Legislation is needed each year to update the number of credits paid to insurers under the scheme and the amounts of stamp duty levied on health insurance contracts to fund the credits. As part of the process, the HIA carries out an annual evaluation of the market, focused on the claims costs that every insurer has paid over the year. Based on that analysis, the authority recommends the level of credits that should apply the next year. The Ministers for Health and Finance have considered and accepted the recent recommendations made by the authority for the stamp duties and credits next year.
This year's Bill seeks to amend the Health Insurance Acts to provide for a general decrease in the risk equalisation credits payable in respect of those aged over 65; a decrease in the stamp duties on non-advanced contracts and a slight increase on advanced contracts; and an increase in the level of hospital utilisation credit for day-case admissions.
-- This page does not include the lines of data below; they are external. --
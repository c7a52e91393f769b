//! Recording summary as YAML

use serde::{Deserialize, Serialize};
use std::io::Write;
use std::path::Path;

use super::StagedFile;
use crate::Result;
use crate::types::{Recording, TimestampPolicy};

/// Metadata about a decoded recording, for logging next to the sample table.
#[derive(Debug, Clone, PartialEq, Eq, Serialize, Deserialize)]
pub struct RecordingSummary {
    /// Start time as stored in the header, ISO 8601 without offset
    pub start: String,
    pub timestamp_policy: TimestampPolicy,
    pub start_epoch_ms: i64,
    /// Timestamp of the last sample, if any
    pub end_epoch_ms: Option<i64>,
    pub duration_seconds: u16,
    pub declared_header_size: u16,
    pub record_count: usize,
    pub resolution_ms: u64,
    pub effective_resolution_ms: u64,
    pub deduplicated: bool,
    pub trailing_bytes: usize,
    pub sample_count: usize,
    pub invalid_sample_count: usize,
}

impl RecordingSummary {
    pub fn from_recording(recording: &Recording) -> Self {
        let header = &recording.header;
        Self {
            start: header.start.format("%Y-%m-%dT%H:%M:%S").to_string(),
            timestamp_policy: header.timestamp_policy,
            start_epoch_ms: header.start_epoch_ms,
            end_epoch_ms: recording.samples.last().map(|s| s.timestamp_ms),
            duration_seconds: header.duration_seconds,
            declared_header_size: header.header_size_declared,
            record_count: recording.record_count,
            resolution_ms: recording.resolution_ms,
            effective_resolution_ms: recording.effective_resolution_ms,
            deduplicated: recording.deduplicated,
            trailing_bytes: recording.trailing_bytes,
            sample_count: recording.len(),
            invalid_sample_count: recording.invalid_count(),
        }
    }

    pub fn to_yaml(&self) -> Result<String> {
        Ok(serde_yaml_ng::to_string(self)?)
    }
}

/// Render the summary of `recording` as YAML into a staged file for `path`.
pub fn stage_summary_file<P: AsRef<Path>>(path: P, recording: &Recording) -> Result<StagedFile> {
    let yaml = RecordingSummary::from_recording(recording).to_yaml()?;
    StagedFile::write_with(path, |writer| writer.write_all(yaml.as_bytes()))
}

/// Write the summary of `recording` to `path` as YAML.
pub fn write_summary_file<P: AsRef<Path>>(path: P, recording: &Recording) -> Result<()> {
    stage_summary_file(path, recording)?.commit()?;
    Ok(())
}

#[cfg(test)]
mod tests {
    use super::*;
    use crate::RecordingReader;
    use crate::test_utils::DumpBuilder;

    fn summary() -> RecordingSummary {
        let bytes = DumpBuilder::new()
            .duration_seconds(40)
            .paired_records(&[[97, 61, 0, 0, 0], [0, 0, 0xFF, 0, 0]], 10)
            .trailing(&[1])
            .build();
        let recording = RecordingReader::default().decode_bytes(&bytes).unwrap();
        RecordingSummary::from_recording(&recording)
    }

    #[test]
    fn summary_reflects_decoding() {
        let summary = summary();
        assert_eq!(summary.start, "2024-06-01T12:00:00");
        assert_eq!(summary.timestamp_policy, TimestampPolicy::Utc);
        assert_eq!(summary.record_count, 20);
        assert_eq!(summary.resolution_ms, 2000);
        assert_eq!(summary.effective_resolution_ms, 4000);
        assert!(summary.deduplicated);
        assert_eq!(summary.trailing_bytes, 1);
        assert_eq!(summary.sample_count, 10);
        assert_eq!(summary.invalid_sample_count, 5);
        assert_eq!(summary.end_epoch_ms, Some(1_717_243_200_000 + 9 * 4000));
    }

    #[test]
    fn yaml_round_trips() {
        let summary = summary();
        let yaml = summary.to_yaml().unwrap();
        assert!(yaml.contains("timestamp_policy: utc"));
        assert!(yaml.contains("deduplicated: true"));

        let parsed: RecordingSummary = serde_yaml_ng::from_str(&yaml).unwrap();
        assert_eq!(parsed, summary);
    }

    #[test]
    fn summary_file_is_published_whole() -> anyhow::Result<()> {
        let dir = tempfile::tempdir()?;
        let bytes = DumpBuilder::new().duration_seconds(8).repeat_record([95, 70, 0, 0, 0], 2).build();
        let recording = RecordingReader::default().decode_bytes(&bytes)?;

        let path = dir.path().join("night.yaml");
        write_summary_file(&path, &recording)?;
        assert!(std::fs::read_to_string(&path)?.contains("sample_count: 2"));

        let missing = dir.path().join("missing").join("night.yaml");
        let error = write_summary_file(&missing, &recording).unwrap_err();
        assert_eq!(error.kind(), "IOFailure");
        assert!(!missing.exists());
        Ok(())
    }
}
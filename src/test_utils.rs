//! Synthetic dump construction for tests and benchmarks
//!
//! Real device captures are not redistributable, so tests build dumps byte by byte.
//! [`DumpBuilder`] starts from a valid header (2024-06-01 12:00:00, no records) and
//! lets each field be overridden, including into invalid values.

#![cfg(any(test, feature = "benchmark"))]

use crate::dump::format::{HEADER_SIZE, RECORD_SIZE, SIGNATURE};

/// One packed record: SpO2, heart rate, invalid flag, two reserved bytes
pub type RawRecord = [u8; RECORD_SIZE];

/// Builder for raw dump bytes.
#[derive(Debug, Clone)]
pub struct DumpBuilder {
    signature: u16,
    year: u16,
    month: u8,
    day: u8,
    hour: u8,
    minute: u8,
    second: u8,
    declared_header_size: u16,
    duration_seconds: u16,
    body: Vec<u8>,
}

impl Default for DumpBuilder {
    fn default() -> Self {
        Self::new()
    }
}

impl DumpBuilder {
    pub fn new() -> Self {
        Self {
            signature: SIGNATURE,
            year: 2024,
            month: 6,
            day: 1,
            hour: 12,
            minute: 0,
            second: 0,
            declared_header_size: HEADER_SIZE as u16,
            duration_seconds: 0,
            body: Vec::new(),
        }
    }

    pub fn signature(mut self, signature: u16) -> Self {
        self.signature = signature;
        self
    }

    pub fn start(mut self, year: u16, month: u8, day: u8, hour: u8, minute: u8, second: u8) -> Self {
        self.year = year;
        self.month = month;
        self.day = day;
        self.hour = hour;
        self.minute = minute;
        self.second = second;
        self
    }

    pub fn declared_header_size(mut self, size: u16) -> Self {
        self.declared_header_size = size;
        self
    }

    pub fn duration_seconds(mut self, seconds: u16) -> Self {
        self.duration_seconds = seconds;
        self
    }

    /// Append records in order
    pub fn records(mut self, records: &[RawRecord]) -> Self {
        for record in records {
            self.body.extend_from_slice(record);
        }
        self
    }

    /// Append the same record `count` times
    pub fn repeat_record(mut self, record: RawRecord, count: usize) -> Self {
        for _ in 0..count {
            self.body.extend_from_slice(&record);
        }
        self
    }

    /// Append `pairs` double-sampled readings, cycling through `readings`.
    ///
    /// Each reading is written twice in a row, the way devices set to a 4 second
    /// interval store them.
    pub fn paired_records(mut self, readings: &[RawRecord], pairs: usize) -> Self {
        for record in readings.iter().cycle().take(pairs) {
            self.body.extend_from_slice(record);
            self.body.extend_from_slice(record);
        }
        self
    }

    /// Append raw bytes after the records, e.g. a partial record
    pub fn trailing(mut self, bytes: &[u8]) -> Self {
        self.body.extend_from_slice(bytes);
        self
    }

    pub fn build(&self) -> Vec<u8> {
        let mut bytes = vec![0u8; HEADER_SIZE];
        bytes[0..2].copy_from_slice(&self.signature.to_le_bytes());
        bytes[2..4].copy_from_slice(&self.year.to_le_bytes());
        bytes[4] = self.month;
        bytes[5] = self.day;
        bytes[6] = self.hour;
        bytes[7] = self.minute;
        bytes[8] = self.second;
        bytes[9..11].copy_from_slice(&self.declared_header_size.to_le_bytes());
        bytes[13..15].copy_from_slice(&self.duration_seconds.to_le_bytes());
        bytes.extend_from_slice(&self.body);
        bytes
    }
}

#[cfg(test)]
mod tests {
    use super::*;

    #[test]
    fn default_dump_is_header_only() {
        let bytes = DumpBuilder::new().build();
        assert_eq!(bytes.len(), HEADER_SIZE);
        assert_eq!(&bytes[0..2], &[0x03, 0x00]);
        assert_eq!(&bytes[2..4], &2024u16.to_le_bytes());
    }

    #[test]
    fn paired_records_writes_each_reading_twice() {
        let bytes = DumpBuilder::new().paired_records(&[[1, 2, 3, 4, 5], [6, 7, 8, 9, 10]], 3).build();
        let body = &bytes[HEADER_SIZE..];
        assert_eq!(body.len(), 6 * RECORD_SIZE);
        assert_eq!(&body[0..5], &body[5..10]);
        assert_eq!(&body[10..15], &[6, 7, 8, 9, 10]);
        assert_eq!(&body[20..25], &[1, 2, 3, 4, 5]);
    }
}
This credit is a proxy for health status and provides support in respect of less healthy people.
These changes are in line with the policy objective of the scheme to support community rating in the health insurance market in order that older and less healthy people can access health insurance at the same price as younger and healthier people.
Advanced contracts are held by more than 90% of the insured population and provide for greater coverage than those who have non-advanced policies. This Bill seeks to increase the stamp duty payable on advanced contracts by up to €5, representing a 1% increase in stamp duty, and comes after two years of no change. This is necessary to support more affordable policies for older and less healthy people. It is important to note that these stamp duties fund credits. The levies do not increase costs across the market. The scheme is Exchequer neutral in that it is neither a cost nor a benefit to the State. The stamp duty and credits make our community-rated health insurance system work because risk is shared across all the community of insured people and it ensures that older people and people with illnesses can access affordable health insurance just as younger, healthier people can.
I will outline the specific sections of the legislation. Section 1 defines the principal Act as the Health Insurance Act 1994.
Section 2 amends section 11C of the principal Act to provide for 1 April 2020 as the effective date for revised credits payable from the REF.
Section 3 amends Schedule 3 to the principal Act with effect from 1 April 2020, whereby the applicable hospital utilisation credits payable from the REF in respect of insured persons are revised.
Section 4 replaces table 2 in Schedule 4 to the principal Act with effect from 1 April 2020, whereby the applicable risk equalisation credits payable from the REF in respect of certain classes of insured persons are revised.
Section 5 amends section 125A of the Stamp Duties Consolidation Act 1999 to specify the applicable stamp duty rates for 1 January 2020 to 31 March 2020, and for 1 April 2020 onwards.
Section 6 provides for the Short Title, commencement, collective citation and construction of the Bill.
This Bill allows us to maintain our support for the core principle of community rating, which is a long-established and well-supported Government policy for the health insurance market. I commend the Bill to the House.